2 Ill. App. 484 | Ill. App. Ct. | 1877

Higbee, P. J.

This is a suit in case by appellee against appellants who were practicing physicians, for alleged malpractice in the treatment of the appellee’s hand for a severe injury received the day before they were called. It is claimed that appellants so negligently and unskillfnlly conducted themselves that it became necessary to amputate the hand of appellee, and that the same was lost to him by reason of their negligence, unskillfulness and want of care.

It is not insisted or claimed, so far as we can discover by the record, that appellants are not properly educated and skilled in their profession, but it is claimed that the injury resulted from their negligent and unskillful treatment.

The evidence shows that these physicians were both graduates of medical colleges, and had been engaged in the practice of their profession for many years, and were not wanting in the ordinary skill of the profession.

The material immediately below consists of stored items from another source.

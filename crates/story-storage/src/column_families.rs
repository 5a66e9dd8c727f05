//! Column family definitions for RocksDB.
//!
//! Each column family isolates data with different access patterns:
//! - items: Item versions keyed by source timestamp (range scans)
//! - item_latest: Latest version pointer per logical post (point reads)
//! - assignments: Persisted item to cluster mapping (batched point reads)
//! - persisted_clusters: Persisted cluster metadata (batched point reads)

use rocksdb::{ColumnFamilyDescriptor, Options};

/// Column family name for item versions
pub const CF_ITEMS: &str = "items";

/// Column family name for latest-version pointers
pub const CF_ITEM_LATEST: &str = "item_latest";

/// Column family name for persisted cluster assignments
pub const CF_ASSIGNMENTS: &str = "assignments";

/// Column family name for persisted cluster metadata
pub const CF_PERSISTED_CLUSTERS: &str = "persisted_clusters";

/// All column family names
pub const ALL_CF_NAMES: &[&str] = &[
    CF_ITEMS,
    CF_ITEM_LATEST,
    CF_ASSIGNMENTS,
    CF_PERSISTED_CLUSTERS,
];

/// Create column family options for items (embeddings dominate, compress them)
fn items_options() -> Options {
    let mut opts = Options::default();
    opts.set_compression_type(rocksdb::DBCompressionType::Zstd);
    opts
}

/// Build all column family descriptors
pub fn build_cf_descriptors() -> Vec<ColumnFamilyDescriptor> {
    vec![
        ColumnFamilyDescriptor::new(CF_ITEMS, items_options()),
        ColumnFamilyDescriptor::new(CF_ITEM_LATEST, Options::default()),
        ColumnFamilyDescriptor::new(CF_ASSIGNMENTS, Options::default()),
        ColumnFamilyDescriptor::new(CF_PERSISTED_CLUSTERS, Options::default()),
    ]
}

The law does not require the highest degree of skill in physicians and surgeons, but they undertake to bring to their aid the ordinary skill of those engaged in the profession, and to treat their patients with ordinary care and skill, and exercise their best judgment in such treatment.

On the trial of the cause below, appellants wrere severally asked by their attorney, if in the treatment of appellee’s hand they exercised the'best judgment and skill of which they were capable. The question was objected to by appellee and the objection sustained by the court. As there was no question made as to the general knowledge and skill of appellants, but the real controversy related to the manner in which they had treated appellant’s hand, we think this evidence was proper and should have been admitted, as tending to rebut the charge of negligence. ,

On the trial the appellants asked the court to instruct the jury “ that if they believe the defendants used ordinary skill and care in the treatment of plaintiff’s hand, and made a mistake in judgment, then the defendants are not liable for the result of such mistake under the law.” This instruction the court refused to give as asked, but gave it with the following modification: “Provided, the defendants in making!up their judgment did not disregard the well settled rules and principles of medical science.”

We think this modification was improper and should not have been made. The instruction properly stated the law without the modification, and there was no evidence in the case to which it was applicable.

The main reason urged, however, for reversing the judgment in this court is, that the verdict is against the weight of the evidence, and we are referred to numerous decisions of our own Supreme Court, by both parties declaring the general principles to govern the decision of this question. We have examined these cases and after a patient and careful examination of the evidence in this case, we are prepared to say, that under the ruling of the Supreme Court in any of the cases referred to, the verdict in this case is so manifestly against the evidence as to render it the duty of the court to grant a new trial. We refrain from a discussion of the evidence in detail, as the case may again be submitted to a jury. But as the case now stands we think the verdict is not sustained by any reasonable view of the evidence, and that it does great injustice to appellants.

For these reasons the judgment is reversed and the cause lemanded. ^Reversed and remanded.